## [THE INPUT]
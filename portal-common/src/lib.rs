//! Common types and utilities shared across Portal crates.
//!
//! This crate holds the logging initialiser and the umbrella error type used
//! by the binary when wiring the library crates together. It is intentionally
//! dependency-minimal so every crate can depend on it.
//!
//! # Overview
//!
//! - [`observability`]: Centralised tracing/logging initialisation
//! - [`PortalError`] and [`Result`]: Shared error handling
//!
//! # Examples
//!
//! ```rust
//! use portal_common::PortalError;
//!
//! let err = PortalError::Config("storage path is empty".into());
//! assert_eq!(err.to_string(), "Configuration error: storage path is empty");
//! ```
pub mod observability;

/// Error types surfaced while assembling and running the portal.
#[derive(thiserror::Error, Debug)]
pub enum PortalError {
    /// Configuration was incomplete or invalid.
    #[error("Configuration error: {0}")]
    Config(String),

    /// The local key-value state could not be read or written.
    #[error("Storage error: {0}")]
    Storage(String),

    /// An HTTP client could not be constructed.
    #[error("HTTP setup error: {0}")]
    Http(String),

    /// Anything else bubbling up from a lower layer.
    #[error(transparent)]
    Other(#[from] anyhow::Error),
}

/// Convenient alias for results that use [`PortalError`].
pub type Result<T> = std::result::Result<T, PortalError>;
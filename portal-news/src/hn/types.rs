use chrono::{DateTime, Utc};
use serde::{Deserialize, Serialize};

/// Raw item from `item/<id>.json`. Jobs, polls and comments share the shape;
/// only entries with a `url` become stories.
#[derive(Debug, Clone, Default, Deserialize)]
pub struct Item {
    pub id: u64,
    #[serde(default)]
    pub title: Option<String>,
    #[serde(default)]
    pub url: Option<String>,
    #[serde(default)]
    pub score: Option<u64>,
    #[serde(default)]
    pub time: Option<i64>,
    #[serde(default)]
    pub by: Option<String>,
    #[serde(default)]
    pub deleted: bool,
    #[serde(default)]
    pub dead: bool,
}

/// A linkable front-page story.
#[derive(Debug, Clone, PartialEq, Eq, Serialize, Deserialize)]
pub struct Story {
    pub id: u64,
    pub title: String,
    pub url: String,
    pub score: u64,
    /// Unix seconds.
    pub time: i64,
    #[serde(default, skip_serializing_if = "Option::is_none")]
    pub by: Option<String>,
}

impl Story {
    pub fn posted_at(&self) -> Option<DateTime<Utc>> {
        DateTime::from_timestamp(self.time, 0)
    }
}

impl Item {
    /// `None` for removed items and anything without an outbound link.
    pub fn into_story(self) -> Option<Story> {
        if self.deleted || self.dead {
            return None;
        }
        let url = self.url.filter(|u| !u.trim().is_empty())?;
        Some(Story {
            id: self.id,
            title: self.title.unwrap_or_default(),
            url,
            score: self.score.unwrap_or(0),
            time: self.time.unwrap_or(0),
            by: self.by,
        })
    }
}

#[cfg(test)]
mod tests {
    use super::*;

    #[test]
    fn items_without_links_are_not_stories() {
        let ask: Item = serde_json::from_str(
            r#"{"id":1,"type":"story","title":"Ask HN: anything?","score":3,"time":1700000000}"#,
        )
        .unwrap();
        assert!(ask.into_story().is_none());

        let dead: Item =
            serde_json::from_str(r#"{"id":2,"url":"https://x.example","dead":true}"#).unwrap();
        assert!(dead.into_story().is_none());
    }

    #[test]
    fn story_fields_carry_over() {
        let item: Item = serde_json::from_str(
            r#"{"id":8863,"by":"dhouston","score":104,"time":1175714200,
                "title":"My YC app","type":"story","url":"http://www.getdropbox.com/u/2/screencast.html"}"#,
        )
        .unwrap();
        let story = item.into_story().unwrap();
        assert_eq!(story.id, 8863);
        assert_eq!(story.by.as_deref(), Some("dhouston"));
        assert_eq!(story.posted_at().unwrap().timestamp(), 1175714200);
    }
}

## [YOUR GOAL]
Write out every line in the data that holds the string "filename".

## [SOLUTION FOR THIS TASK]
filename portal-common/src/lib.rs
filename portal-news/src/hn/types.rs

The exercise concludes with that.